Extract, unchanged, each line of the listing below from its first line through the line that contains "let mut out", inclusive, and nothing else.

· · · · · · ·

//
// bibliography/latex_text.rs
//
// LaTeX-to-Unicode normalization and display formatting for BibTeX fields
//

const ELLIPSIS: &str = "...";

/// Convert LaTeX markup in a BibTeX field to plain Unicode text.
///
/// Handles accent commands (`\"o`, `{\'e}`, `\c{c}`, `\v s`), named letters
/// (`\ss`, `\o`, `\ae`), escaped specials (`\&`, `\%`), dashes and quote
/// ligatures. Grouping braces are dropped, unknown control words are removed
/// (their braced argument survives) and whitespace runs collapse to one space.
pub fn latex_to_unicode(input: &str) -> String {
    let chars: Vec<char> = input.chars().collect();
    let mut out = String::with_capacity(input.len());
    let mut i = 0;

    while i < chars.len() {
        match chars[i] {
            '\\' => i = convert_command(&chars, i, &mut out),
            '{' | '}' => i += 1,
            '~' => {
                push_space(&mut out);
                i += 1;
            }
            '-' => {
                let run = chars[i..].iter().take_while(|&&c| c == '-').count();
                match run {
                    2 => out.push('\u{2013}'),
                    3 => out.push('\u{2014}'),
                    n => out.extend(std::iter::repeat('-').take(n)),
                }
                i += run;
            }
            '`' if chars.get(i + 1) == Some(&'`') => {
                out.push('\u{201C}');
                i += 2;
            }
            '\'' if chars.get(i + 1) == Some(&'\'') => {
                out.push('\u{201D}');
                i += 2;
            }
            c if c.is_whitespace() => {
                push_space(&mut out);
                i += 1;
            }
            c => {
                out.push(c);
                i += 1;
            }
        }
    }

    out.trim().to_string()
}

fn push_space(out: &mut String) {
    if !out.is_empty() && !out.ends_with(' ') {
        out.push(' ');
    }
}

/// Convert the command starting at `chars[start] == '\\'`; returns the index
/// just past what was consumed.
fn convert_command(chars: &[char], start: usize, out: &mut String) -> usize {
    let Some(&next) = chars.get(start + 1) else {
        return start + 1;
    };

    if let Some(mark) = symbol_accent(next) {
        return apply_accent(chars, start + 2, mark, false, out);
    }

    if !next.is_ascii_alphabetic() {
        // Control symbol: \& \% \$ \_ \# \{ \} and friends
        if next.is_whitespace() {
            push_space(out);
        } else {
            out.push(next);
        }
        return start + 2;
    }

    let end = start
        + 1
        + chars[start + 1..]
            .iter()
            .take_while(|c| c.is_ascii_alphabetic())
            .count();
    let name: String = chars[start + 1..end].iter().collect();

    if let Some(mark) = letter_accent(&name) {
        return apply_accent(chars, end, mark, true, out);
    }

    if let Some(symbol) = named_letter(&name) {
        out.push_str(symbol);
    }
    // A control word swallows the space that terminates it
    if chars.get(end).is_some_and(|c| *c == ' ') {
        end + 1
    } else {
        end
    }
}

/// Combining mark for accents written with a symbol (`\'e`)
fn symbol_accent(c: char) -> Option<char> {
    Some(match c {
        '\'' => '\u{0301}',
        '`' => '\u{0300}',
        '^' => '\u{0302}',
        '"' => '\u{0308}',
        '~' => '\u{0303}',
        '=' => '\u{0304}',
        '.' => '\u{0307}',
        _ => return None,
    })
}

/// Combining mark for accents written with a letter (`\c{c}`)
fn letter_accent(name: &str) -> Option<char> {
    Some(match name {
        "u" => '\u{0306}',
        "v" => '\u{030C}',
        "H" => '\u{030B}',
        "c" => '\u{0327}',
        "k" => '\u{0328}',
        "r" => '\u{030A}',
        "d" => '\u{0323}',
        "b" => '\u{0331}',
        _ => return None,
    })
}

fn named_letter(name: &str) -> Option<&'static str> {
    Some(match name {
        "ss" => "ß",
        "o" => "ø",
        "O" => "Ø",
        "ae" => "æ",
        "AE" => "Æ",
        "oe" => "œ",
        "OE" => "Œ",
        "aa" => "å",
        "AA" => "Å",
        "l" => "ł",
        "L" => "Ł",
        "i" => "ı",
        "j" => "ȷ",
        "dh" => "ð",
        "DH" => "Ð",
        "th" => "þ",
        "TH" => "Þ",
        "textendash" => "\u{2013}",
        "textemdash" => "\u{2014}",
        "LaTeX" => "LaTeX",
        "TeX" => "TeX",
        _ => return None,
    })
}

/// Read the accent argument at `pos` and emit the accented letter
fn apply_accent(
    chars: &[char],
    mut pos: usize,
    mark: char,
    skip_space: bool,
    out: &mut String,
) -> usize {
    if skip_space {
        while chars.get(pos).is_some_and(|c| *c == ' ') {
            pos += 1;
        }
    }

    let (base, next) = match chars.get(pos) {
        Some('{') => {
            let close = chars[pos..]
                .iter()
                .position(|c| *c == '}')
                .map(|off| pos + off);
            let Some(close) = close else {
                return pos + 1;
            };
            (accent_base(&chars[pos + 1..close]), close + 1)
        }
        Some('\\') => match accent_base(&chars[pos..(pos + 2).min(chars.len())]) {
            Some(base) => (Some(base), pos + 2),
            // Not a dotless letter; let the caller convert the command itself
            None => return pos,
        },
        Some(c) if !c.is_whitespace() => (Some(*c), pos + 1),
        _ => (None, pos),
    };

    if let Some(base) = base {
        match compose(mark, base) {
            Some(c) => out.push(c),
            None => {
                out.push(base);
                out.push(mark);
            }
        }
    }
    next.min(chars.len())
}

/// Letter an accent applies to: `o`, or the dotless `\i` / `\j` forms
fn accent_base(arg: &[char]) -> Option<char> {
    match arg {
        ['\\', 'i', ..] => Some('i'),
        ['\\', 'j', ..] => Some('j'),
        ['\\', ..] => None,
        [c, ..] => Some(*c),
        [] => None,
    }
}

/// Precomposed form of the common Latin accented letters
fn compose(mark: char, base: char) -> Option<char> {
    Some(match (mark, base) {
        ('\u{0301}', 'a') => 'á',
        ('\u{0301}', 'e') => 'é',
        ('\u{0301}', 'i') => 'í',
        ('\u{0301}', 'o') => 'ó',
        ('\u{0301}', 'u') => 'ú',
        ('\u{0301}', 'y') => 'ý',
        ('\u{0301}', 'c') => 'ć',
        ('\u{0301}', 'n') => 'ń',
        ('\u{0301}', 's') => 'ś',
        ('\u{0301}', 'z') => 'ź',
        ('\u{0301}', 'A') => 'Á',
        ('\u{0301}', 'E') => 'É',
        ('\u{0301}', 'I') => 'Í',
        ('\u{0301}', 'O') => 'Ó',
        ('\u{0301}', 'U') => 'Ú',
        ('\u{0301}', 'Y') => 'Ý',
        ('\u{0301}', 'C') => 'Ć',
        ('\u{0301}', 'N') => 'Ń',
        ('\u{0301}', 'S') => 'Ś',
        ('\u{0301}', 'Z') => 'Ź',
        ('\u{0300}', 'a') => 'à',
        ('\u{0300}', 'e') => 'è',
        ('\u{0300}', 'i') => 'ì',
        ('\u{0300}', 'o') => 'ò',
        ('\u{0300}', 'u') => 'ù',
        ('\u{0300}', 'A') => 'À',
        ('\u{0300}', 'E') => 'È',
        ('\u{0300}', 'I') => 'Ì',
        ('\u{0300}', 'O') => 'Ò',
        ('\u{0300}', 'U') => 'Ù',
        ('\u{0302}', 'a') => 'â',
        ('\u{0302}', 'e') => 'ê',
        ('\u{0302}', 'i') => 'î',
        ('\u{0302}', 'o') => 'ô',
        ('\u{0302}', 'u') => 'û',
        ('\u{0302}', 'A') => 'Â',
        ('\u{0302}', 'E') => 'Ê',
        ('\u{0302}', 'I') => 'Î',
        ('\u{0302}', 'O') => 'Ô',
        ('\u{0302}', 'U') => 'Û',
        ('\u{0308}', 'a') => 'ä',
        ('\u{0308}', 'e') => 'ë',
        ('\u{0308}', 'i') => 'ï',
        ('\u{0308}', 'o') => 'ö',
        ('\u{0308}', 'u') => 'ü',
        ('\u{0308}', 'y') => 'ÿ',
        ('\u{0308}', 'A') => 'Ä',
        ('\u{0308}', 'E') => 'Ë',
        ('\u{0308}', 'I') => 'Ï',
        ('\u{0308}', 'O') => 'Ö',
        ('\u{0308}', 'U') => 'Ü',
        ('\u{0303}', 'a') => 'ã',
        ('\u{0303}', 'n') => 'ñ',
        ('\u{0303}', 'o') => 'õ',
        ('\u{0303}', 'A') => 'Ã',
        ('\u{0303}', 'N') => 'Ñ',
        ('\u{0303}', 'O') => 'Õ',
        ('\u{0327}', 'c') => 'ç',
        ('\u{0327}', 's') => 'ş',
        ('\u{0327}', 'C') => 'Ç',
        ('\u{0327}', 'S') => 'Ş',
        ('\u{030C}', 'c') => 'č',
        ('\u{030C}', 'e') => 'ě',
        ('\u{030C}', 'r') => 'ř',
        ('\u{030C}', 's') => 'š',
        ('\u{030C}', 'z') => 'ž',
        ('\u{030C}', 'C') => 'Č',
        ('\u{030C}', 'E') => 'Ě',
        ('\u{030C}', 'R') => 'Ř',
        ('\u{030C}', 'S') => 'Š',
        ('\u{030C}', 'Z') => 'Ž',
        ('\u{030B}', 'o') => 'ő',
        ('\u{030B}', 'u') => 'ű',
        ('\u{030B}', 'O') => 'Ő',
        ('\u{030B}', 'U') => 'Ű',
        ('\u{0306}', 'g') => 'ğ',
        ('\u{0306}', 'G') => 'Ğ',
        ('\u{030A}', 'a') => 'å',
        ('\u{030A}', 'u') => 'ů',
        ('\u{030A}', 'A') => 'Å',
        ('\u{0328}', 'a') => 'ą',
        ('\u{0328}', 'e') => 'ę',
        ('\u{0328}', 'A') => 'Ą',
        ('\u{0328}', 'E') => 'Ę',
        ('\u{0307}', 'z') => 'ż',
        ('\u{0307}', 'Z') => 'Ż',
        _ => return None,
    })
}

/// Shorten `title` to at most `max_len` characters on a word boundary,
/// appending `...` when anything was cut.
///
/// A title with no space inside the kept prefix is cut mid-word instead.
pub fn truncate_title(title: &str, max_len: usize) -> String {
    if title.chars().count() <= max_len {
        return title.to_string();
    }

    let keep = (max_len + 1).saturating_sub(ELLIPSIS.len());
    let prefix: String = title.chars().take(keep).collect();
    let words: Vec<&str> = prefix.split(' ').collect();
    let mut kept = words[..words.len() - 1].join(" ");
    if kept.trim().is_empty() {
        kept = title
            .chars()
            .take(max_len.saturating_sub(ELLIPSIS.len()))
            .collect();
    }

    format!("{}{}", kept.trim_end(), ELLIPSIS)
}

/// Split a BibTeX author list on top-level ` and ` separators.
pub fn split_authors(field: &str) -> Vec<String> {
    let mut names = Vec::new();
    let mut depth = 0usize;
    let mut current = String::new();
    let mut rest = field;

    while let Some(c) = rest.chars().next() {
        if depth == 0 {
            if let Some(after) = strip_and_separator(rest) {
                names.push(std::mem::take(&mut current));
                rest = after;
                continue;
            }
        }
        match c {
            '{' => depth += 1,
            '}' => depth = depth.saturating_sub(1),
            _ => {}
        }
        current.push(c);
        rest = &rest[c.len_utf8()..];
    }
    names.push(current);

    names
        .into_iter()
        .map(|n| n.trim().to_string())
        .filter(|n| !n.is_empty())
        .collect()
}

/// `rest` with a leading whitespace-delimited `and` removed, if present
fn strip_and_separator(rest: &str) -> Option<&str> {
    let trimmed = rest.trim_start();
    if trimmed.len() == rest.len() {
        return None;
    }
    let after = trimmed
        .strip_prefix("and")
        .or_else(|| trimmed.strip_prefix("AND"))?;
    if after.starts_with(char::is_whitespace) {
        Some(after.trim_start())
    } else {
        None
    }
}

/// Reorder one author name to "First Last".
///
/// Accepts "Last, First", "Last, Jr, First" and "First Last" forms.
pub fn display_name(name: &str) -> String {
    let parts = split_top_level_commas(name);
    let ordered = match parts.as_slice() {
        [last, first] if !first.is_empty() => format!("{} {}", first, last),
        [last, jr, first] if !first.is_empty() => format!("{} {} {}", first, last, jr),
        _ => name.to_string(),
    };
    latex_to_unicode(&ordered)
}

fn split_top_level_commas(name: &str) -> Vec<String> {
    let mut parts = Vec::new();
    let mut depth = 0usize;
    let mut current = String::new();
    for c in name.chars() {
        match c {
            '{' => depth += 1,
            '}' => depth = depth.saturating_sub(1),
            ',' if depth == 0 => {
                parts.push(current.trim().to_string());
                current.clear();
                continue;
            }
            _ => {}
        }
        current.push(c);
    }
    parts.push(current.trim().to_string());
    parts
}

/// "First Last" for one author, "First Last et al." for several, empty for none
pub fn format_authors(field: &str) -> String {
    let names = split_authors(field);
    match names.as_slice() {
        [] => String::new(),
        [only] => display_name(only),
        [first, ..] => format!("{} et al.", display_name(first)),
    }
}

/// Build citation detail text from raw `title` and `author` fields.
///
/// Returns `None` when both are empty.
pub fn display_detail(title: Option<&str>, author: Option<&str>, max_title: usize) -> Option<String> {
    let title = truncate_title(&latex_to_unicode(title.unwrap_or_default()), max_title);
    let authors = format_authors(author.unwrap_or_default());
    match (title.is_empty(), authors.is_empty()) {
        (false, false) => Some(format!("{} ({})", title, authors)),
        (false, true) => Some(title),
        (true, false) => Some(authors),
        (true, true) => None,
    }
}
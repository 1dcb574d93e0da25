use super::types::{ClientError, ModelList, ModelWeightsResponse, WeightsResponse};
use reqwest::Client;
use serde::de::DeserializeOwned;
use serde_json::Value;
use std::time::Duration;
use tracing::debug;

/// 路由器客户端
/// HTTP配置（请求头、base URL）在构造后只读，可被任意任务并发使用
#[derive(Clone)]
pub struct RouterClient {
    client: Client,
    base_url: String,
    auth_token: String,
}

impl RouterClient {
    /// 创建新的路由器客户端
    pub fn new(base_url: &str, auth_token: &str) -> Self {
        Self::with_connect_timeout(base_url, auth_token, Duration::from_secs(10))
    }

    pub fn with_connect_timeout(base_url: &str, auth_token: &str, connect_timeout: Duration) -> Self {
        // 只限制连接阶段；总超时是逐次探测的参数，在请求级别设置
        let client = Client::builder()
            .connect_timeout(connect_timeout)
            .build()
            .unwrap_or_else(|_| Client::new());

        Self {
            client,
            base_url: base_url.trim_end_matches('/').to_string(),
            auth_token: auth_token.to_string(),
        }
    }

    pub fn base_url(&self) -> &str {
        &self.base_url
    }

    fn auth_header(&self) -> String {
        format!("Bearer {}", self.auth_token)
    }

    /// 获取SmartAI权重分布
    pub async fn get_weights(
        &self,
        detailed: bool,
        enabled_only: bool,
    ) -> Result<WeightsResponse, ClientError> {
        let response = self
            .client
            .get(format!("{}/smart-ai/weights", self.base_url))
            .query(&[("detailed", detailed), ("enabled_only", enabled_only)])
            .header("Authorization", self.auth_header())
            .send()
            .await?;

        Self::read_json(response).await
    }

    /// 获取单个模型的权重分布
    pub async fn get_model_weights(
        &self,
        model_name: &str,
        detailed: bool,
    ) -> Result<ModelWeightsResponse, ClientError> {
        let response = self
            .client
            .get(format!(
                "{}/smart-ai/models/{}/weights",
                self.base_url, model_name
            ))
            .query(&[("detailed", detailed)])
            .header("Authorization", self.auth_header())
            .send()
            .await?;

        Self::read_json(response).await
    }

    /// 获取可用模型列表
    pub async fn list_models(&self) -> Result<ModelList, ClientError> {
        let response = self
            .client
            .get(format!("{}/models", self.base_url))
            .header("Authorization", self.auth_header())
            .send()
            .await?;

        Self::read_json(response).await
    }

    /// 发送聊天完成请求
    /// 返回原始响应，响应体/流由调用方决定怎么读
    pub async fn chat_completions(
        &self,
        body: &Value,
        timeout: Duration,
    ) -> Result<reqwest::Response, ClientError> {
        debug!("POST {}/v1/chat/completions (timeout: {:?})", self.base_url, timeout);

        let response = self
            .client
            .post(format!("{}/v1/chat/completions", self.base_url))
            .header("Authorization", self.auth_header())
            .json(body)
            .timeout(timeout)
            .send()
            .await?;

        Ok(response)
    }

    async fn read_json<T: DeserializeOwned>(response: reqwest::Response) -> Result<T, ClientError> {
        let status = response.status().as_u16();
        let body = response.text().await?;

        if !(200..300).contains(&status) {
            return Err(ClientError::UpstreamError { status, body });
        }

        Ok(serde_json::from_str(&body)?)
    }
}
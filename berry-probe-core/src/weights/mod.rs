pub mod analysis;
pub mod snapshot;

pub use analysis::{
    analyze_cost_distribution, model_health_reports, overall_summary, CostAssessment,
    CostDistribution, HealthGrade, ModelHealthReport, OverallSummary, ProblemBackend,
    PROBLEM_CONFIDENCE_THRESHOLD,
};
pub use snapshot::{
    diff_snapshots, WeightChange, WeightEntry, WeightSnapshot, DEFAULT_CHANGE_THRESHOLD,
};
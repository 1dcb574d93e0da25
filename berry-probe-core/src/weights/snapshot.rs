use crate::client::WeightsResponse;
use serde::Serialize;
use std::collections::HashMap;

/// 默认权重变化事件阈值
pub const DEFAULT_CHANGE_THRESHOLD: f64 = 0.01;

/// 快照中单个后端的条目
#[derive(Debug, Clone, Copy, PartialEq, Serialize)]
pub struct WeightEntry {
    pub weight: f64,
    pub confidence: f64,
}

/// 某一时刻的权重分布快照
/// 只收录启用状态的后端；外层键为模型名，内层键为 "provider:model"
#[derive(Debug, Clone, Default, PartialEq)]
pub struct WeightSnapshot {
    models: HashMap<String, HashMap<String, WeightEntry>>,
}

impl WeightSnapshot {
    pub fn from_response(response: &WeightsResponse) -> Self {
        let mut models = HashMap::new();

        for model in &response.models {
            let mut backends = HashMap::new();
            for backend in &model.backends {
                if !backend.enabled {
                    continue;
                }
                backends.insert(
                    backend.backend_key(),
                    WeightEntry {
                        weight: backend.effective_weight,
                        confidence: backend.confidence,
                    },
                );
            }
            models.insert(model.name.clone(), backends);
        }

        Self { models }
    }

    pub fn is_empty(&self) -> bool {
        self.models.values().all(|backends| backends.is_empty())
    }

    pub fn get(&self, model: &str, backend_key: &str) -> Option<WeightEntry> {
        self.models.get(model)?.get(backend_key).copied()
    }

    /// 快照覆盖的 (模型, 后端键) 总数
    pub fn backend_count(&self) -> usize {
        self.models.values().map(|backends| backends.len()).sum()
    }
}

/// 权重变化事件
#[derive(Debug, Clone, Serialize)]
pub struct WeightChange {
    pub model: String,
    pub backend_key: String,
    pub previous: f64,
    pub current: f64,
    pub delta: f64,
}

/// 对比前后两次快照，产出变化绝对值超过阈值的事件
///
/// 首个周期没有上一次快照（previous为None），不产生事件。
/// 只比较两侧同时存在的键：单侧出现或消失的后端不产生事件，这是
/// 刻意保留的行为而非疏漏
pub fn diff_snapshots(
    previous: Option<&WeightSnapshot>,
    current: &WeightSnapshot,
    threshold: f64,
) -> Vec<WeightChange> {
    let Some(previous) = previous else {
        return Vec::new();
    };

    let mut changes = Vec::new();

    for (model_name, backends) in &current.models {
        let Some(prev_backends) = previous.models.get(model_name) else {
            continue;
        };

        for (backend_key, entry) in backends {
            let Some(prev_entry) = prev_backends.get(backend_key) else {
                continue;
            };

            let delta = entry.weight - prev_entry.weight;
            if delta.abs() > threshold {
                changes.push(WeightChange {
                    model: model_name.clone(),
                    backend_key: backend_key.clone(),
                    previous: prev_entry.weight,
                    current: entry.weight,
                    delta,
                });
            }
        }
    }

    // HashMap迭代顺序不稳定，排序保证输出可复现
    changes.sort_by(|a, b| {
        (a.model.as_str(), a.backend_key.as_str()).cmp(&(b.model.as_str(), b.backend_key.as_str()))
    });
    changes
}

#[cfg(test)]
mod tests {
    use super::*;
    use crate::client::WeightsResponse;

    fn snapshot(entries: &[(&str, &str, f64)]) -> WeightSnapshot {
        let mut models: HashMap<String, HashMap<String, WeightEntry>> = HashMap::new();
        for (model, backend_key, weight) in entries {
            models.entry(model.to_string()).or_default().insert(
                backend_key.to_string(),
                WeightEntry {
                    weight: *weight,
                    confidence: 0.9,
                },
            );
        }
        WeightSnapshot { models }
    }

    #[test]
    fn test_change_above_threshold_emits_event() {
        let prev = snapshot(&[("gpt-4o", "a:m", 0.500)]);
        let curr = snapshot(&[("gpt-4o", "a:m", 0.511)]);

        let changes = diff_snapshots(Some(&prev), &curr, DEFAULT_CHANGE_THRESHOLD);
        assert_eq!(changes.len(), 1);
        assert_eq!(changes[0].backend_key, "a:m");
        assert!((changes[0].delta - 0.011).abs() < 1e-9);
        assert!((changes[0].previous - 0.500).abs() < 1e-9);
        assert!((changes[0].current - 0.511).abs() < 1e-9);
    }

    #[test]
    fn test_change_below_threshold_is_silent() {
        let prev = snapshot(&[("gpt-4o", "a:m", 0.500)]);
        let curr = snapshot(&[("gpt-4o", "a:m", 0.505)]);

        let changes = diff_snapshots(Some(&prev), &curr, DEFAULT_CHANGE_THRESHOLD);
        assert!(changes.is_empty());
    }

    #[test]
    fn test_first_cycle_without_previous_emits_nothing() {
        let curr = snapshot(&[("gpt-4o", "a:m", 0.9)]);
        assert!(diff_snapshots(None, &curr, DEFAULT_CHANGE_THRESHOLD).is_empty());
    }

    #[test]
    fn test_keys_present_on_one_side_are_skipped() {
        // 空的上一次快照：新出现的键不产生事件
        let prev = snapshot(&[]);
        let curr = snapshot(&[("gpt-4o", "a:m", 0.5)]);
        assert!(diff_snapshots(Some(&prev), &curr, DEFAULT_CHANGE_THRESHOLD).is_empty());

        // 消失的键同样不产生事件
        let prev = snapshot(&[("gpt-4o", "a:m", 0.5), ("gpt-4o", "b:m", 0.5)]);
        let curr = snapshot(&[("gpt-4o", "a:m", 0.5)]);
        assert!(diff_snapshots(Some(&prev), &curr, DEFAULT_CHANGE_THRESHOLD).is_empty());
    }

    #[test]
    fn test_changes_sorted_and_multiple_models() {
        let prev = snapshot(&[
            ("gpt-4o", "b:m", 0.5),
            ("gpt-4o", "a:m", 0.5),
            ("claude", "c:m", 0.2),
        ]);
        let curr = snapshot(&[
            ("gpt-4o", "b:m", 0.6),
            ("gpt-4o", "a:m", 0.3),
            ("claude", "c:m", 0.4),
        ]);

        let changes = diff_snapshots(Some(&prev), &curr, DEFAULT_CHANGE_THRESHOLD);
        assert_eq!(changes.len(), 3);
        assert_eq!(changes[0].model, "claude");
        assert_eq!(changes[1].backend_key, "a:m");
        assert!(changes[1].delta < 0.0);
        assert_eq!(changes[2].backend_key, "b:m");
        assert!(changes[2].delta > 0.0);
    }

    #[test]
    fn test_from_response_drops_disabled_backends() {
        let body = r#"{
            "models": [{
                "name": "gpt-4o",
                "backends": [
                    {"provider": "up", "model": "m", "effective_weight": 0.7,
                     "confidence": 0.9, "enabled": true, "is_premium": false},
                    {"provider": "down", "model": "m", "effective_weight": 0.3,
                     "confidence": 0.1, "enabled": false, "is_premium": false}
                ]
            }],
            "total_smart_ai_models": 1
        }"#;
        let response: WeightsResponse = serde_json::from_str(body).unwrap();

        let snapshot = WeightSnapshot::from_response(&response);
        assert_eq!(snapshot.backend_count(), 1);
        assert!(snapshot.get("gpt-4o", "up:m").is_some());
        assert!(snapshot.get("gpt-4o", "down:m").is_none());
    }
}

· · · · · · ·

▶ [Written reply]:
//
// bibliography/latex_text.rs
//
// LaTeX-to-Unicode normalization and display formatting for BibTeX fields
//

const ELLIPSIS: &str = "...";

/// Convert LaTeX markup in a BibTeX field to plain Unicode text.
///
/// Handles accent commands (`\"o`, `{\'e}`, `\c{c}`, `\v s`), named letters
/// (`\ss`, `\o`, `\ae`), escaped specials (`\&`, `\%`), dashes and quote
/// ligatures. Grouping braces are dropped, unknown control words are removed
/// (their braced argument survives) and whitespace runs collapse to one space.
pub fn latex_to_unicode(input: &str) -> String {
    let chars: Vec<char> = input.chars().collect();
    let mut out = String::with_capacity(input.len());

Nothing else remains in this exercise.